I looked it up and the development of the original died in November 2021, there is an updated fork though:
https://github.com/StefanLobbenmeier/youtube-dl-gui
>>1082594
>Statcher. Use Statcher, GUI frontend for yt-dlp.
>Death to command line interfaces.
Alright.
<Let's see....
>It's not in repositories of any distribution, nor the AUR
<Well that's fine, let's see the github
>There is no github
>It's a closed source frontend for an open source program, so no third party can make a flatpak, appimage, or anything else to distribute it.
>Only way to install it on linux is a .deb file from the dev's personal website, with the dev promising to open source their program back in August of 2023 (pic related)
T-Thanks
>>1082585
>Now I just need to learn how to download sections of the clips so I don't have to download fuckhuge files, clip and reencode them.
Here is an example, with a 6 hour and 50 minute longplay video of MechWarrior 4 Mercs from
https://yewtu.be/watch?v=hCkcXVJPgD4 The following command cuts a clip from timestamp 6:17:45 to 6:22:50.
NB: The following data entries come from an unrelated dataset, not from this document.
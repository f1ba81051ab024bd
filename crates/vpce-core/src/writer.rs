//! KDL writer
//!
//! Renders a [`StackSpec`] back into `stack.kdl` form. Used by `vpce init`
//! to give users an editable copy of the built-in definition.

use crate::model::StackSpec;
use kdl::{FormatConfig, KdlDocument, KdlEntry, KdlEntryFormat, KdlNode, KdlValue};

/// Render the stack definition as a KDL document
pub fn to_kdl_string(stack: &StackSpec) -> String {
    let network = &stack.network;
    let service = &stack.service;
    let mut doc = KdlDocument::new();
    let nodes = doc.nodes_mut();

    let mut stack_node = node("stack", stack.id.as_str());
    if let Some(description) = &stack.description {
        stack_node = with_children(stack_node, vec![node("description", description.as_str())]);
    }
    nodes.push(stack_node);

    let mut vpc = vec![
        node("cidr", network.cidr.to_string()),
        node("max-azs", i128::from(network.max_azs)),
        node("nat-gateways", i128::from(network.nat_gateways)),
    ];
    for group in &network.subnet_groups {
        let mut subnet = node("subnet", group.name.as_str());
        subnet.push(prop("type", group.subnet_type.as_str()));
        subnet.push(prop("cidr-mask", i128::from(group.cidr_mask)));
        vpc.push(subnet);
    }
    nodes.push(with_children(node("vpc", network.name.as_str()), vpc));

    nodes.push(node("cluster", service.cluster.as_str()));

    let mut children = vec![
        node("task", service.task.as_str()),
        node("port", i128::from(service.port)),
        node("desired-count", i128::from(service.desired_count)),
        node("cpu", i128::from(service.cpu)),
        node("subnets", service.subnets.as_str()),
    ];
    if service.assign_public_ip {
        children.push(node("assign-public-ip", true));
    }
    let mut security_group = node("security-group", service.security_group.as_str());
    security_group.push(prop("ingress", service.ingress_cidr.as_str()));
    children.push(security_group);
    for container in &service.containers {
        let mut entry = node("container", container.name.as_str());
        entry.push(prop("image", container.image.as_str()));
        entry.push(prop("memory", i128::from(container.memory_mib)));
        children.push(entry);
    }
    nodes.push(with_children(node("service", service.name.as_str()), children));

    for lb in &stack.load_balancers {
        let mut entry = node("load-balancer", lb.name.as_str());
        entry.push(prop("internet-facing", lb.internet_facing));
        entry.push(prop("subnets", lb.subnets.as_str()));
        entry.push(prop("target-group", lb.target_group.as_str()));
        entry.push(prop("listener", lb.listener.as_str()));
        nodes.push(entry);
    }

    if let Some(endpoint) = &stack.endpoint_service {
        let mut children = vec![node("load-balancer", endpoint.load_balancer.as_str())];
        if let Some(name) = &endpoint.service_name {
            children.push(node("name", name.as_str()));
        }
        children.push(node("acceptance-required", endpoint.acceptance_required));
        for account in &endpoint.allowed_accounts {
            children.push(node("allow-account", account.as_str()));
        }
        nodes.push(with_children(node("endpoint-service", endpoint.name.as_str()), children));
    }

    for output in &stack.outputs {
        let mut entry = node("output", output.name.as_str());
        entry.push(prop("load-balancer", output.load_balancer.as_str()));
        if let Some(export) = &output.export_name {
            entry.push(prop("export", export.as_str()));
        }
        if let Some(scheme) = &output.scheme {
            entry.push(prop("scheme", scheme.as_str()));
        }
        if let Some(description) = &output.description {
            entry.push(prop("description", description.as_str()));
        }
        nodes.push(entry);
    }

    // The first pass gives fresh nodes a terminator, the second indents them.
    // Kept entry formats carry the escaped strings.
    let mut config = FormatConfig::default();
    config.entry_autoformate_keep = true;
    doc.autoformat_config(&config);
    doc.autoformat_config(&config);
    doc.to_string()
}

/// `name <value>`
fn node(name: &str, value: impl Into<KdlValue>) -> KdlNode {
    let mut node = KdlNode::new(name);
    node.push(escaped(KdlEntry::new(value)));
    node
}

/// `key=<value>`
fn prop(key: &str, value: impl Into<KdlValue>) -> KdlEntry {
    escaped(KdlEntry::new_prop(key, value))
}

/// kdl prints newline and disallowed code points verbatim, which its own
/// parser rejects inside quoted strings. Those are written as `\u{..}`.
fn escaped(mut entry: KdlEntry) -> KdlEntry {
    let needs_escape = entry
        .value()
        .as_string()
        .is_some_and(|s| s.chars().any(needs_unicode_escape));
    if !needs_escape {
        return entry;
    }

    let value_repr = entry
        .value()
        .to_string()
        .chars()
        .map(|c| {
            if needs_unicode_escape(c) {
                format!("\\u{{{:x}}}", u32::from(c))
            } else {
                c.to_string()
            }
        })
        .collect();
    entry.set_format(KdlEntryFormat {
        value_repr,
        leading: " ".into(),
        autoformat_keep: true,
        ..Default::default()
    });
    entry
}

/// Code points kdl leaves unescaped but does not accept back literally
fn needs_unicode_escape(c: char) -> bool {
    matches!(c,
        '\u{0000}'..='\u{0007}'
        | '\u{000B}'
        | '\u{000E}'..='\u{001F}'
        | '\u{0085}'
        | '\u{200E}'..='\u{200F}'
        | '\u{2028}'..='\u{202E}'
        | '\u{2066}'..='\u{2069}'
        | '\u{FEFF}'
    )
}

fn with_children(mut node: KdlNode, children: Vec<KdlNode>) -> KdlNode {
    node.ensure_children().nodes_mut().extend(children);
    node
}

#[cfg(test)]
mod tests {
    use super::*;
    use crate::parser::parse_kdl_string;

    #[test]
    fn test_producer_round_trips_through_kdl() {
        let stack = StackSpec::producer("CdkVpceStack");
        let kdl = to_kdl_string(&stack);

        let parsed = parse_kdl_string(&kdl, "Other").unwrap();
        assert_eq!(parsed, stack);
    }

    #[test]
    fn test_description_and_quoting() {
        let mut stack = StackSpec::producer("CdkVpceStack");
        stack.description = Some("say \"hi\"".to_string());

        let kdl = to_kdl_string(&stack);
        assert!(kdl.contains(r#"description "say \"hi\"""#));

        let parsed = parse_kdl_string(&kdl, "Other").unwrap();
        assert_eq!(parsed.description.as_deref(), Some("say \"hi\""));
    }

    #[test]
    fn test_control_characters_round_trip() {
        let mut stack = StackSpec::producer("CdkVpceStack");
        stack.description = Some("line1\rline2\ttab\u{08}\u{0C}\nend".to_string());
        stack.service.containers[0].image = "registry.local/web:1.0 \"edge\"".to_string();
        stack.outputs[0].description = Some("C:\\temp\r\n".to_string());

        let kdl = to_kdl_string(&stack);
        let parsed = parse_kdl_string(&kdl, "Other").unwrap();
        assert_eq!(parsed, stack);
    }

    #[test]
    fn test_unicode_newlines_and_disallowed_code_points_round_trip() {
        let mut stack = StackSpec::producer("CdkVpceStack");
        stack.description =
            Some("nel\u{85}vt\u{0B}ls\u{2028}ps\u{2029}soh\u{01}bom\u{FEFF}".to_string());
        stack.outputs[0].description = Some("rtl\u{202E}mark\u{200F}".to_string());

        let kdl = to_kdl_string(&stack);
        assert!(kdl.contains(r#"description "nel\u{85}vt\u{b}ls\u{2028}"#));
        assert!(kdl.contains(r#" description="rtl\u{202e}mark\u{200f}""#));

        let parsed = parse_kdl_string(&kdl, "Other").unwrap();
        assert_eq!(parsed, stack);
    }

    #[test]
    fn test_keywords_and_numbers_stay_strings() {
        let mut stack = StackSpec::producer("CdkVpceStack");
        stack.service.task = "true".to_string();
        stack.service.containers[0].name = "123".to_string();

        let parsed = parse_kdl_string(&to_kdl_string(&stack), "Other").unwrap();
        assert_eq!(parsed.service.task, "true");
        assert_eq!(parsed.service.containers[0].name, "123");
    }

    #[test]
    fn test_children_are_indented() {
        let kdl = to_kdl_string(&StackSpec::producer("CdkVpceStack"));
        assert!(kdl.starts_with("stack CdkVpceStack\nvpc Producer {\n"));
        assert!(kdl.contains("\n    max-azs 3\n"));
        assert!(kdl.contains("load-balancer PublicLB internet-facing=#true"));
    }
}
yt-dlp --download-sections "*6:17:45-6:22:50" "https://www.youtube.com/watch?v=hCkcXVJPgD4"
I'm not sure if the downloaded file is trimmed accurately to the second, but it seems to work well enough. By default it downloads the highest quality streams it can, in this case stream 308 (1440p 60fps VP9 in webm container video) and stream 251 (120k opus audio), The result is a 367MB 5 minute 10 second webm file downloaded in 3min 14 seconds at a download speed of 1.67MiB/s
To grab the same clip with VP9 720p 30fps video (stream 247) and 62k opus audio (stream 250):
yt-dlp -f 247+250 --download-sections "*6:17:45-6:22:50" "https://www.youtube.com/watch?v=hCkcXVJPgD4"
The result is a 5 minute 10 second 41MB webm file downloaded in 3 minutes 14 seconds at 217.53KiB/s (jewtube throttled the download it seems)
The limitation with this method is that if it's a 60fps video, youtube only has 60fps streams for 720p and above resolutions, the lower resolutions are all 30fps. If you wanted a 60fps version of a clip in a lower resolution, you'd have to encode it yourself. Webm in this post is an example of that, encoded from youtube's 1440p VP9 clip with SVT-AV1-PSY into 576p AV1 video, with 96k opus audio, using ffmpeg build from
https://github.com/Uranite/FFmpeg-Builds with the following command that may or may not have sensible parameters:
ffmpeg -hide_banner -i "input.webm" -map_metadata -1 -vf scale=1024:576 -c:v libsvtav1 -crf 54 -preset 5 -svtav1-params tune=0:keyint=10s:enable-overlays=1:scd=1:scm=2 -colorspace bt709 -pix_fmt yuv420p -c:a libopus -ac 2 mw4_crf54_preset5_8bit_tune0_576p.webm
The "Error parsing Opus packet header." error is a recent phenomenom, but it seems harmless.